El aceite de ricino puro es un excelente aliado tópico gracias a su densidad única y su perfil de ácidos grasos.
Alta viscosidad y oclusividad: Su textura densa actúas como una barrera protectora sobre la piel, sellando la humedad y permitiendo que actúe como una base de ungüento de larga duración sin evaporarse rápidamente.
Propiedades antiinflamatorias (ácido ricinoleico): El ácido ricinoleico representa casi el 90% de su composición, lo que ayuda a calmar zonas irritadas, inflamaciones cutáneas o molestias musculares y articulares cuando se aplica con masajes.

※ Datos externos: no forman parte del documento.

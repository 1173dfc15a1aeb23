use super::*;
use crate::test_support::TestTransport;
use shared::domain::MilestoneCondition;
use storage::MemoryScratchStore;

fn orchestrator(transport: Arc<TestTransport>) -> AgreementOrchestrator {
    AgreementOrchestrator::new(transport as _, Arc::new(MemoryScratchStore::default()))
}

fn manual_milestone(title: &str, amount: &str, recipients: &[&str]) -> MilestoneDraft {
    MilestoneDraft {
        id: format!("draft-{title}"),
        title: title.to_string(),
        description: String::new(),
        amount: amount.to_string(),
        recipients: recipients.iter().map(|id| UserId::from(*id)).collect(),
        condition: MilestoneCondition::Manual,
    }
}

#[tokio::test]
async fn create_agreement_swallows_join_failure() {
    let transport =
        Arc::new(TestTransport::ok().failing_method("register_self_as_participant"));
    let orchestrator = orchestrator(Arc::clone(&transport));

    let agreement = orchestrator.create_agreement("Acme").await.expect("create");
    assert_eq!(agreement.name, "Acme");
    assert_eq!(agreement.role, ParticipantRole::Owner);
    assert_eq!(agreement.id, agreement.context_id);
    assert_eq!(agreement.member_public_key, "member-key");
}

#[tokio::test]
async fn create_agreement_records_navigation_keys() {
    let transport = Arc::new(TestTransport::ok());
    let scratch = Arc::new(MemoryScratchStore::default());
    let orchestrator = AgreementOrchestrator::new(transport as _, Arc::clone(&scratch) as _);

    let agreement = orchestrator.create_agreement("Acme").await.expect("create");
    assert_eq!(
        scratch
            .get(crate::scratch_keys::AGREEMENT_CONTEXT_ID)
            .await
            .expect("get"),
        Some(agreement.context_id.0.clone())
    );
    assert_eq!(
        scratch
            .get(crate::scratch_keys::AGREEMENT_CONTEXT_USER_ID)
            .await
            .expect("get"),
        Some("member-key".to_string())
    );
}

#[tokio::test]
async fn dao_context_initialization_failure_is_hard() {
    let transport = Arc::new(TestTransport::ok().failing_method("initialize_dao_agreement"));
    let orchestrator = orchestrator(transport);

    let err = orchestrator
        .create_dao_agreement_context("Proj")
        .await
        .expect_err("should fail");
    assert!(err.message.contains("initialize_dao_agreement"));
}

#[tokio::test]
async fn dao_context_join_failure_is_hard() {
    let transport = Arc::new(TestTransport::ok().failing_method("join_dao_agreement"));
    let orchestrator = orchestrator(transport);

    assert!(orchestrator.create_dao_agreement_context("Proj").await.is_err());
}

#[tokio::test]
async fn dao_context_prefers_member_key_and_falls_back_to_executor() {
    let orchestrator_with_key = orchestrator(Arc::new(TestTransport::ok()));
    let agreement = orchestrator_with_key
        .create_dao_agreement_context("Proj")
        .await
        .expect("create");
    assert_eq!(agreement.member_public_key, "member-key");

    let orchestrator_without_key = orchestrator(Arc::new(TestTransport::ok().without_member_key()));
    let agreement = orchestrator_without_key
        .create_dao_agreement_context("Proj")
        .await
        .expect("create");
    assert_eq!(agreement.member_public_key, "executor-id");
}

#[tokio::test]
async fn complete_pipeline_submits_canonical_agreement() {
    let transport = Arc::new(TestTransport::ok());
    let orchestrator = orchestrator(Arc::clone(&transport));

    let mut request = DaoAgreementRequest::new("Proj");
    request.participant_ids = vec![UserId::from("p1")];
    request.milestones = vec![manual_milestone("M1", "10", &["p1"])];
    request.total_funding = 10.0;

    let completed = orchestrator
        .create_complete_dao_agreement(request)
        .await
        .expect("pipeline");
    assert!(completed.agreement_id.starts_with("dao_agreement_ctx-1_"));

    let args = transport
        .execution_args("create_agreement")
        .await
        .expect("submission args");
    assert_eq!(args["participants"], json!(["member-key", "p1"]));
    assert_eq!(args["milestones"][0]["id"], 1);
    assert_eq!(args["milestones"][0]["amount"], 10_000_000u64);
    assert_eq!(args["milestones"][0]["recipient"], "p1");
    assert_eq!(args["total_funding"], 10_000_000u64);
    assert_eq!(args["voting_threshold"], 75);

    // No documents were supplied, so no upload phase ran.
    let methods = transport.executed_methods().await;
    assert!(!methods.iter().any(|method| method == "upload_document"));
}

#[tokio::test]
async fn pipeline_deduplicates_participants_against_creator() {
    let transport = Arc::new(TestTransport::ok());
    let orchestrator = orchestrator(Arc::clone(&transport));

    let mut request = DaoAgreementRequest::new("Proj");
    request.participant_ids = vec![
        UserId::from("p1"),
        UserId::from("p1"),
        UserId::from("member-key"),
        UserId::from("  "),
        UserId::from("p2"),
    ];
    request.milestones = vec![manual_milestone("M1", "1", &["p1"])];
    request.total_funding = 5.0;

    orchestrator
        .create_complete_dao_agreement(request)
        .await
        .expect("pipeline");

    let args = transport
        .execution_args("create_agreement")
        .await
        .expect("submission args");
    assert_eq!(args["participants"], json!(["member-key", "p1", "p2"]));
}

#[tokio::test]
async fn document_failure_after_submission_fails_the_composite_call() {
    let transport = Arc::new(TestTransport::ok().failing_upload("terms.pdf"));
    let orchestrator = orchestrator(Arc::clone(&transport));

    let mut request = DaoAgreementRequest::new("Proj");
    request.milestones = vec![manual_milestone("M1", "1", &["p1"])];
    request.total_funding = 5.0;
    request.documents = vec![
        DocumentFile::new("scope.pdf", b"scope".to_vec()),
        DocumentFile::new("terms.pdf", b"terms".to_vec()),
    ];

    let err = orchestrator
        .create_complete_dao_agreement(request)
        .await
        .expect_err("should fail");
    assert!(err.message.contains("terms.pdf"));

    // The submission itself still went through; there is no rollback.
    let methods = transport.executed_methods().await;
    assert!(methods.iter().any(|method| method == "create_agreement"));
    assert_eq!(
        methods
            .iter()
            .filter(|method| method.as_str() == "upload_document")
            .count(),
        2
    );
}

#[tokio::test]
async fn pipeline_aborts_before_submission_when_creation_fails() {
    let transport = Arc::new(TestTransport::failing_create());
    let orchestrator = orchestrator(Arc::clone(&transport));

    let mut request = DaoAgreementRequest::new("Proj");
    request.milestones = vec![manual_milestone("M1", "1", &["p1"])];
    request.total_funding = 5.0;

    assert!(orchestrator.create_complete_dao_agreement(request).await.is_err());
    assert!(transport.executed_methods().await.is_empty());
}

#[tokio::test]
async fn list_agreements_accepts_the_three_known_shapes() {
    let record = json!({
        "contextId": "ctx-7",
        "contextName": "Acme",
        "memberPublicKey": "member-key",
        "role": "owner",
        "joinedAt": 1_700_000_000_000u64,
    });

    for listing in [
        json!([record]),
        json!({ "output": [record] }),
        json!({ "result": [record] }),
    ] {
        let transport = Arc::new(TestTransport::ok().with_listing(listing));
        let orchestrator = orchestrator(transport);

        let agreements = orchestrator.list_agreements().await.expect("list");
        assert_eq!(agreements.len(), 1);
        assert_eq!(agreements[0].context_id.as_str(), "ctx-7");
        assert_eq!(agreements[0].name, "Acme");
        assert_eq!(agreements[0].role, ParticipantRole::Owner);
        assert_eq!(agreements[0].joined_at, 1_700_000_000_000);
    }
}

#[tokio::test]
async fn list_agreements_degrades_unknown_shapes_to_empty() {
    let transport = Arc::new(TestTransport::ok().with_listing(json!({"surprise": true})));
    let orchestrator = orchestrator(transport);

    let agreements = orchestrator.list_agreements().await.expect("list");
    assert!(agreements.is_empty());
}

#[tokio::test]
async fn list_agreements_reads_legacy_field_names() {
    let listing = json!([{
        "context_id": "ctx-8",
        "context_name": "Legacy",
        "member_public_key": "legacy-key",
        "role": "signer",
        "joined_at": 12u64,
        "private_identity": "priv",
        "shared_identity": "shared",
    }]);
    let transport = Arc::new(TestTransport::ok().with_listing(listing));
    let orchestrator = orchestrator(transport);

    let agreements = orchestrator.list_agreements().await.expect("list");
    assert_eq!(agreements.len(), 1);
    assert_eq!(agreements[0].context_id.as_str(), "ctx-8");
    assert_eq!(agreements[0].member_public_key, "legacy-key");
    assert_eq!(agreements[0].role, ParticipantRole::Signer);
    assert_eq!(agreements[0].private_identity.as_deref(), Some("priv"));
    assert_eq!(agreements[0].shared_identity.as_deref(), Some("shared"));
}

#[tokio::test]
async fn join_agreement_records_navigation_keys() {
    let transport = Arc::new(TestTransport::ok());
    let scratch = Arc::new(MemoryScratchStore::default());
    let orchestrator = AgreementOrchestrator::new(transport as _, Arc::clone(&scratch) as _);

    let agreement = orchestrator
        .join_agreement("opaque-invitation")
        .await
        .expect("join");
    assert_eq!(agreement.context_id.as_str(), "ctx-joined");
    assert_eq!(
        scratch
            .get(crate::scratch_keys::AGREEMENT_CONTEXT_USER_ID)
            .await
            .expect("get"),
        Some("joined-member-key".to_string())
    );
}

Acción humectante profunda: Es un humectante natural que atrae la humedad hacia las capas de la epidermis, ablandando asperezas en codos, talones, cutículas o zonas con sequedad extrema.
Propiedades antimicrobiales: Ayuda a mantener la piel limpia y protegida frente a bacterias o hongos superficiales, favoreciendo un entorno óptimo para la recuperación cutánea.
Alta capacidad de penetración: A diferencia de otros aceites más livianos, penetra hacia capas más profundas de los tejidos, lo que lo hace ideal para potenciar masajes terapéuticos o como vehículo para mezclar con aceites esenciales.